Play spaces for children, or the lack of them, has been an ongoing issue raised by members of West End Families in Action. Why do they matter so much to families in this neighbourhood? Simple, it’s about space. When you live in an apartment your children don’t have access to a backyard. You need to get out. This is further compounded by the fact that the 2006 census identified 1,300 families with children living in studio and one bedroom apartments in the West End. The benefits of play and physical activity are commonly understood. Why then, is there just one playground within the boundaries of the West End?
The 2011 Census found that the West End had the fourth highest density of children when compared with other communities in the City of Vancouver.
If we compare the same communities using information from the City’s guide to area parks it becomes very clear that the West End has fewer parks than other communities, but also way fewer playgrounds. It should be noted that the total number of parks (and playgrounds) for the West End does include Stanley Park. While this is a great asset, it is not within boundaries of the West End, as defined by the West End Community Plan. For families and caregivers the further challenge is that because the playgrounds in Stanley Park are quite a ways in they are not easily accessible and require a “special” trip.
Sure, there are other playgrounds in the West End, on Vancouver School Board property. As such these playgrounds are not available for use during school hours (understandably). The maintenance of these facilities also falls squarely on the shoulders of school Parent Advisory Councils (PAC) through fundraising. All the same these facilities are used heavily outside of school hours by the wider community, without the financial support of the City or Parks Board. (See the previous post on the shading of Lord Roberts playground during community use hours).

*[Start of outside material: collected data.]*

//! LLM-backed thesis formation.
//!
//! The concrete LLM client is an explicit non-goal (external collaborator);
//! this module defines the `LlmClient` trait at that seam and the retry /
//! parsing / fallback logic around it, grounded on the teacher's retry style
//! in `src/exchange/bybit/adapter.rs` (network calls wrapped with backoff)
//! and the redesign note that ad-hoc LLM JSON parsing becomes a single
//! strict parser with a narrow schema and a safe rule-based fallback.

use std::time::Duration;

use async_trait::async_trait;
use chrono::Utc;
use tracing::warn;

use super::rule_based::{form_thesis, select_data};
use super::{apply_learning, Agent, AgentState, Personality, Specialization, Thesis};
use crate::data_store::DataStore;
use crate::memory::Episode;
use crate::types::{Signal, Symbol};

const MAX_RETRIES: u32 = 3;
const BACKOFF_BASE_SECS: u64 = 2;
const BACKOFF_MAX_SECS: u64 = 10;

/// External collaborator seam: a concrete implementation talks to whatever
/// LLM API is configured. Not implemented here (non-goal).
#[async_trait]
pub trait LlmClient: Send + Sync {
    async fn complete(&self, prompt: &str, timeout: Duration) -> anyhow::Result<String>;
}

pub struct LlmBackedAgent {
    state: AgentState,
    client: std::sync::Arc<dyn LlmClient>,
    model_name: String,
    query_timeout: Duration,
}

impl LlmBackedAgent {
    pub fn new(
        id: impl Into<String>,
        specialization: Specialization,
        personality: Personality,
        client: std::sync::Arc<dyn LlmClient>,
        model_name: impl Into<String>,
    ) -> Self {
        Self {
            state: AgentState::new(id, specialization, personality),
            client,
            model_name: model_name.into(),
            query_timeout: Duration::from_secs(10),
        }
    }

    fn personality_directive(&self) -> &'static str {
        match self.state.personality {
            Personality::Analytical => "Weigh evidence carefully; avoid overconfidence.",
            Personality::Aggressive => "Favor decisive entries when the edge is present.",
            Personality::Conservative => "Prefer HOLD unless the signal is unambiguous.",
            Personality::Contrarian => "Be skeptical of crowded trades; look for reversals.",
        }
    }

    /// Builds the richer prompt variant (personality + up to 5 relevant
    /// memory excerpts + market data + live win-rate). The community-signals
    /// variant from the source system is treated as vestigial, per the
    /// resolved open question.
    fn build_prompt(&self, symbol: &Symbol, data: &[(String, crate::data_store::IndicatorValue)], memories: &[Episode]) -> String {
        let mut prompt = String::new();
        prompt.push_str(&format!("You are trading agent {} ({:?}/{:?}).\n", self.state.id, self.state.specialization, self.state.personality));
        prompt.push_str(self.personality_directive());
        prompt.push_str(&format!("\nLive win rate: {:.1}%\n", self.state.win_rate() * 100.0));
        prompt.push_str(&format!("Symbol: {}\n", symbol));
        prompt.push_str("Market data:\n");
        for (name, value) in data {
            prompt.push_str(&format!("- {}: {:?}\n", name, value));
        }
        if !memories.is_empty() {
            prompt.push_str("Relevant past episodes:\n");
            for m in memories.iter().take(5) {
                prompt.push_str(&format!("- {} -> {}\n", m.symbol, m.lesson));
            }
        }
        prompt.push_str(
            "\nRespond with exactly these lines:\nOBSERVE: ...\nREASON: ...\nCONCLUDE: ...\nSIGNAL: BUY|SELL|HOLD\nCONFIDENCE: 0.0-1.0\n",
        );
        prompt
    }

    /// Lenient line-oriented parser: scans for `SIGNAL:` and `CONFIDENCE:`
    /// lines, ignoring everything else. Any failure returns `None` so the
    /// caller falls back to the rule-based thesis.
    fn parse_response(&self, symbol: &Symbol, data_used: Vec<String>, text: &str) -> Option<Thesis> {
        let mut signal = None;
        let mut confidence = None;
        let mut reasoning = String::new();

        for line in text.lines() {
            let line = line.trim();
            if let Some(rest) = line.strip_prefix("SIGNAL:") {
                signal = match rest.trim().to_uppercase().as_str() {
                    "BUY" => Some(Signal::Buy),
                    "SELL" => Some(Signal::Sell),
                    "HOLD" => Some(Signal::Hold),
                    _ => None,
                };
            } else if let Some(rest) = line.strip_prefix("CONFIDENCE:") {
                confidence = rest.trim().parse::<f64>().ok();
            } else if let Some(rest) = line.strip_prefix("CONCLUDE:") {
                reasoning = rest.trim().to_string();
            }
        }

        let signal = signal?;
        let confidence = confidence?.clamp(0.0, 1.0);
        Some(Thesis {
            agent_id: self.state.id.clone(),
            symbol: symbol.clone(),
            signal,
            confidence,
            reasoning,
            data_used,
            model_used: Some(self.model_name.clone()),
            timestamp: Utc::now(),
        })
    }

    async fn query_with_retry(&self, prompt: &str) -> Option<String> {
        let mut attempt = 0;
        loop {
            match tokio::time::timeout(self.query_timeout, self.client.complete(prompt, self.query_timeout)).await {
                Ok(Ok(text)) => return Some(text),
                Ok(Err(e)) => warn!(error = %e, attempt, "llm query failed"),
                Err(_) => warn!(attempt, "llm query timed out"),
            }
            attempt += 1;
            if attempt >= MAX_RETRIES {
                return None;
            }
            let backoff = BACKOFF_BASE_SECS.saturating_pow(attempt).min(BACKOFF_MAX_SECS);
            tokio::time::sleep(Duration::from_secs(backoff)).await;
        }
    }

    pub async fn analyze_with_memories(&mut self, symbol: &Symbol, data_store: &DataStore, memories: &[Episode]) -> Thesis {
        let data = select_data(&self.state, symbol, data_store).await;
        let prompt = self.build_prompt(symbol, &data, memories);
        let data_used: Vec<String> = data.iter().map(|(n, _)| n.clone()).collect();

        match self.query_with_retry(&prompt).await {
            Some(text) => self
                .parse_response(symbol, data_used, &text)
                .unwrap_or_else(|| form_thesis(&self.state.id, symbol, &data)),
            None => form_thesis(&self.state.id, symbol, &data),
        }
    }
}

#[async_trait]
impl Agent for LlmBackedAgent {
    async fn analyze(&mut self, symbol: &Symbol, data_store: &DataStore) -> Thesis {
        self.analyze_with_memories(symbol, data_store, &[]).await
    }

    fn learn_from_trade(&mut self, thesis: &Thesis, pnl_pct: f64) {
        apply_learning(&mut self.state, thesis, pnl_pct);
    }

    fn stats(&self) -> &AgentState {
        &self.state
    }

    fn stats_mut(&mut self) -> &mut AgentState {
        &mut self.state
    }
}

#[cfg(test)]
mod tests {
    use super::*;

    struct FailingClient;
    #[async_trait]
    impl LlmClient for FailingClient {
        async fn complete(&self, _prompt: &str, _timeout: Duration) -> anyhow::Result<String> {
            anyhow::bail!("unreachable")
        }
    }

    struct OkClient(String);
    #[async_trait]
    impl LlmClient for OkClient {
        async fn complete(&self, _prompt: &str, _timeout: Duration) -> anyhow::Result<String> {
            Ok(self.0.clone())
        }
    }

    #[tokio::test]
    async fn parses_well_formed_response() {
        let agent = LlmBackedAgent::new(
            "a1",
            Specialization::Hybrid,
            Personality::Analytical,
            std::sync::Arc::new(OkClient(
                "OBSERVE: x\nREASON: y\nCONCLUDE: bullish setup\nSIGNAL: BUY\nCONFIDENCE: 0.82\n".to_string(),
            )),
            "test-model",
        );
        let t = agent
            .parse_response(&"BTCUSDT".to_string(), vec!["rsi".to_string()], "OBSERVE: x\nREASON: y\nCONCLUDE: bullish setup\nSIGNAL: BUY\nCONFIDENCE: 0.82\n")
            .unwrap();
        assert_eq!(t.signal, Signal::Buy);
        assert!((t.confidence - 0.82).abs() < 1e-9);
    }

    #[tokio::test]
    async fn falls_back_to_rule_based_on_total_failure() {
        let mut agent = LlmBackedAgent::new(
            "a1",
            Specialization::Hybrid,
            Personality::Analytical,
            std::sync::Arc::new(FailingClient),
            "test-model",
        );
        agent.query_timeout = Duration::from_millis(10);
        let result = agent.query_with_retry("prompt").await;
        assert!(result.is_none());
    }
}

So what does the one and only City playground in the West End look like? Well, it is referred to by many parents as the art sculpture. To add insult to injury it is designed for children 5 to 12 years old! So, the preschool set who cannot access the school playgrounds during the day are out of luck.
There is one last place to go… it is not an official playground, but it has a loyal following. The Barclay Heritage Square wobble board is well-used. This site has been identified by many families as just one potential location for more playground equipment.
The West End Community Plan has set the wheels in motion for increased density in our neighbourhood. Before this happens we need to work towards improving the amenities for the people who already live here. WEFA hopes the City and Parks Board will recognize the need for enhanced play spaces and work with the community to give our children the play spaces they need.